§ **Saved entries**
================================

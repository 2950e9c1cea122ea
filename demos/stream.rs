use std::{
    fs::File,
    io,
    thread,
    time::Duration,
};

use futures_util::StreamExt;
use inotify_channel::{
    Inotify,
    WatchMask,
};
use tempdir::TempDir;


#[tokio::main(flavor = "current_thread")]
async fn main() -> Result<(), io::Error> {
    tracing_subscriber::fmt()
        .with_env_filter(tracing_subscriber::EnvFilter::from_default_env())
        .init();

    let inotify = Inotify::init()
        .expect("Failed to initialize inotify");

    let dir = TempDir::new("inotify-channel-demo")?;

    inotify
        .watch(dir.path(), WatchMask::CREATE | WatchMask::MODIFY)
        .expect("Failed to add inotify watch");

    let path = dir.path().join("file");
    thread::spawn(move || -> Result<(), io::Error> {
        loop {
            File::create(&path)?;
            thread::sleep(Duration::from_millis(500));
        }
    });

    let mut stream = inotify.event_stream()
        .expect("Failed to take event queue");

    while let Some(event) = stream.next().await {
        println!("event: {:?}", event);
    }

    Ok(())
}
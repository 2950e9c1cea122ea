use std::{
    io,
    thread::{
        self,
        JoinHandle,
    },
    time::Duration,
};

use crossbeam_channel::{
    Receiver,
    RecvTimeoutError,
    Sender,
    TryRecvError,
};
use tracing::trace;

use crate::error::{
    Error,
    Result,
};
use crate::events::Event;


/// What the read loop hands to the consumer
pub(crate) type Notification = Result<Event>;

/// Creates the queue between the read loop and the consumer
///
/// The queue is unbounded: the read loop must never wait for a slow consumer,
/// or the kernel's own queue would overflow instead.
pub(crate) fn queue() -> (Dispatcher, Receiver<Notification>) {
    let (tx, rx) = crossbeam_channel::unbounded();
    (Dispatcher { tx, consumer_gone: false }, rx)
}


/// Sending half of the event queue, owned by the read loop
#[derive(Debug)]
pub(crate) struct Dispatcher {
    tx: Sender<Notification>,
    consumer_gone: bool,
}

impl Dispatcher {
    /// Forwards an event, never blocking
    pub(crate) fn emit(&mut self, event: Event) {
        if self.tx.send(Ok(event)).is_err() && !self.consumer_gone {
            // The consumer dropped its end. Keep reading anyway, so the
            // watch table keeps tracking the kernel.
            trace!("event consumer is gone, discarding events");
            self.consumer_gone = true;
        }
    }

    /// Forwards a terminal error
    ///
    /// Consumes the dispatcher, so nothing can follow the error.
    pub(crate) fn fail(self, error: Error) {
        let _ = self.tx.send(Err(error));
    }
}


/// Receiving end of an inotify channel's events
///
/// Obtained from [`Inotify::events`]. Yields events in the order the kernel
/// produced them. After a fatal error has been received, or after the channel
/// was closed and all buffered events were taken, the receiver is finished
/// and every method returns `None`.
///
/// [`Inotify::events`]: crate::Inotify::events
#[derive(Debug)]
pub struct EventReceiver {
    rx: Receiver<Notification>,
}

impl EventReceiver {
    pub(crate) fn new(rx: Receiver<Notification>) -> Self {
        EventReceiver {
            rx,
        }
    }

    /// Blocks until the next event is available
    ///
    /// Returns `None` once the receiver is finished.
    pub fn recv(&self) -> Option<Result<Event>> {
        self.rx.recv().ok()
    }

    /// Blocks until the next event is available, or `timeout` elapsed
    ///
    /// Returns `None` on timeout, or if the receiver is finished.
    pub fn recv_timeout(&self, timeout: Duration) -> Option<Result<Event>> {
        match self.rx.recv_timeout(timeout) {
            Ok(notification)                   => Some(notification),
            Err(RecvTimeoutError::Timeout)      => None,
            Err(RecvTimeoutError::Disconnected) => None,
        }
    }

    /// Returns the next event, if one is available right now
    pub fn try_recv(&self) -> Option<Result<Event>> {
        match self.rx.try_recv() {
            Ok(notification)                => Some(notification),
            Err(TryRecvError::Empty)        => None,
            Err(TryRecvError::Disconnected) => None,
        }
    }

    /// Blocking iterator over all remaining events
    pub fn iter(&self) -> impl Iterator<Item = Result<Event>> + '_ {
        self.rx.iter()
    }

    /// Number of events waiting to be taken
    pub fn len(&self) -> usize {
        self.rx.len()
    }

    /// Returns `true`, if no event is waiting
    pub fn is_empty(&self) -> bool {
        self.rx.is_empty()
    }
}

impl IntoIterator for EventReceiver {
    type Item     = Result<Event>;
    type IntoIter = crossbeam_channel::IntoIter<Notification>;

    fn into_iter(self) -> Self::IntoIter {
        self.rx.into_iter()
    }
}


/// Runs `callback` for every event on a dedicated thread
///
/// The thread ends after the queue is finished.
pub(crate) fn spawn_callback<F>(rx: Receiver<Notification>, name: String, mut callback: F)
    -> io::Result<JoinHandle<()>>
    where F: FnMut(Result<Event>) + Send + 'static
{
    thread::Builder::new()
        .name(name)
        .spawn(move || {
            for notification in rx {
                callback(notification);
            }
            trace!("event queue finished, stopping dispatch thread");
        })
}


#[cfg(test)]
mod tests {
    use std::{
        path::PathBuf,
        sync::mpsc,
        time::Duration,
    };

    use crate::error::Error;
    use crate::events::Event;
    use crate::watches::WatchDescriptor;

    use super::{
        queue,
        spawn_callback,
        EventReceiver,
    };

    #[test]
    fn receiver_should_see_events_in_order_then_the_error_then_nothing() {
        let (mut dispatcher, rx) = queue();
        let receiver = EventReceiver::new(rx);

        let mut first = Event::overflow(WatchDescriptor::detached(-1));
        first.path = Some(PathBuf::from("/first"));
        dispatcher.emit(first);
        dispatcher.emit(Event::overflow(WatchDescriptor::detached(-1)));
        dispatcher.fail(Error::ChannelClosed);

        let first = receiver.recv().unwrap().unwrap();
        assert_eq!(first.path, Some(PathBuf::from("/first")));
        assert!(receiver.recv().unwrap().unwrap().path.is_none());
        assert!(matches!(receiver.recv(), Some(Err(Error::ChannelClosed))));
        assert!(receiver.recv().is_none());
        assert!(receiver.recv_timeout(Duration::from_millis(10)).is_none());
    }

    #[test]
    fn emit_should_not_block_without_consumer() {
        let (mut dispatcher, rx) = queue();
        drop(rx);

        for _ in 0..1000 {
            dispatcher.emit(Event::overflow(WatchDescriptor::detached(-1)));
        }
    }

    #[test]
    fn callback_should_run_for_each_event_until_the_queue_ends() {
        let (mut dispatcher, rx) = queue();
        let (tx, seen) = mpsc::channel();

        let handle = spawn_callback(rx, "test-dispatch".into(), move |notification| {
            tx.send(notification.is_ok()).unwrap();
        })
        .unwrap();

        dispatcher.emit(Event::overflow(WatchDescriptor::detached(-1)));
        dispatcher.fail(Error::ChannelClosed);
        handle.join().unwrap();

        let seen: Vec<_> = seen.iter().collect();
        assert_eq!(seen, vec![true, false]);
    }
}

================================

§ **DIRECTIONS FOR THIS TASK**
List every line above containing the word "waiting".

§ **RESULT OF THE TASK**
    /// Number of events waiting to be taken
    /// Returns `true`, if no event is waiting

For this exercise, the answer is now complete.